Keywords: basidiobolomycosis, gastrointestinal infection, zygomycosis
Introduction
Basidiobolomycosis is a rare fungal infection caused by Basidiobolus ranarum, an environmental saprophyte, which is a member of the order Entemophthorales, class Zygomycetes (De Leon–Bojorge et al., 1988; Kwon–Chung & Bennett, 1992). B. ranarum is found worldwide in soil, decaying organic matter and the gastrointestinal tracts of amphibians, fish, reptiles and insectivorous bats (Gugnani, 1999). Basidiobolomycosis is usually a subcutaneous infection, involving the limbs, trunk or buttocks, and mostly affects young healthy males (Sugar, 2005). Most cases have been reported from Africa, South America and tropical Asia (Gugnani, 1999).
The visceral form of infection is rare (Kwon–Chung & Bennett, 1992). Gastrointestinal basidiobolomycosis (GIB) has rarely been reported and poses diagnostic difficulties as its clinical presentation is non-specific, with no identifiable risk factors, all age groups are susceptible and victims of this infection are usually healthy immunocompetent subjects (Lyon et al., 2001; Nemenqani et al., 2009; Yusuf et al., 2003).
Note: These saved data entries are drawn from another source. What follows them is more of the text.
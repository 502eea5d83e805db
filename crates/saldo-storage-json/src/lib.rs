//! saldo-storage-json
//!
//! Filesystem-backed JSON persistence for the ledger. Writes go through a
//! temp file and rename, so a crash mid-save never leaves a torn ledger.

use std::{
    fs::{self, File},
    io::Write,
    path::{Path, PathBuf},
};

use saldo_core::{CoreError, LedgerStore};
use saldo_domain::Ledger;

pub const LEDGER_FILE_NAME: &str = "ledger.json";
const TMP_SUFFIX: &str = "tmp";

/// Stores the ledger as a single pretty-printed JSON file.
#[derive(Debug, Clone)]
pub struct JsonLedgerStore {
    ledger_path: PathBuf,
}

impl JsonLedgerStore {
    pub fn new(ledger_path: PathBuf) -> Self {
        Self { ledger_path }
    }

    pub fn with_base_dir(base: PathBuf) -> Result<Self, CoreError> {
        fs::create_dir_all(&base)?;
        Ok(Self::new(base.join(LEDGER_FILE_NAME)))
    }

    pub fn ledger_path(&self) -> &Path {
        &self.ledger_path
    }
}

impl LedgerStore for JsonLedgerStore {
    /// Loads the stored ledger; a missing file yields an empty one.
    fn load(&self) -> Result<Ledger, CoreError> {
        if !self.ledger_path.exists() {
            return Ok(Ledger::new());
        }
        let data = fs::read_to_string(&self.ledger_path)?;
        serde_json::from_str(&data).map_err(|err| CoreError::Serde(err.to_string()))
    }

    fn save(&self, ledger: &Ledger) -> Result<(), CoreError> {
        if let Some(parent) = self.ledger_path.parent() {
            fs::create_dir_all(parent)?;
        }
        let json = serde_json::to_string_pretty(ledger)
            .map_err(|err| CoreError::Serde(err.to_string()))?;
        let tmp = tmp_path(&self.ledger_path);
        write_atomic(&tmp, &json)?;
        fs::rename(&tmp, &self.ledger_path)?;
        Ok(())
    }
}

fn tmp_path(path: &Path) -> PathBuf {
    let mut tmp = path.to_path_buf();
    let ext = match path.extension().and_then(|ext| ext.to_str()) {
        Some(existing) => format!("{}.{}", existing, TMP_SUFFIX),
        None => TMP_SUFFIX.to_string(),
    };
    tmp.set_extension(ext);
    tmp
}

fn write_atomic(path: &Path, data: &str) -> Result<(), CoreError> {
    if let Some(parent) = path.parent() {
        fs::create_dir_all(parent)?;
    }
    let mut file = File::create(path)?;
    file.write_all(data.as_bytes())?;
    file.flush()?;
    Ok(())
}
B. ranarum does not usually invade blood vessels and rarely disseminates (Pasha et al., 1997).
Here, we report a rare case of GIB, which disseminated to involve the liver, in a Yemeni patient who was treated successfully.
Case report
A 12-year-old Yemeni boy, living in Abha, Aseer province, Kingdom of Saudi Arabia, was referred with a 2-month history of diffuse abdominal pain, non-bilious vomiting, poor appetite and weight loss. There was no fever, diarrhoea, constipation or jaundice. He did not have melena or rectal bleeding. There was no pertinent history with regard to the child’s outdoor activities.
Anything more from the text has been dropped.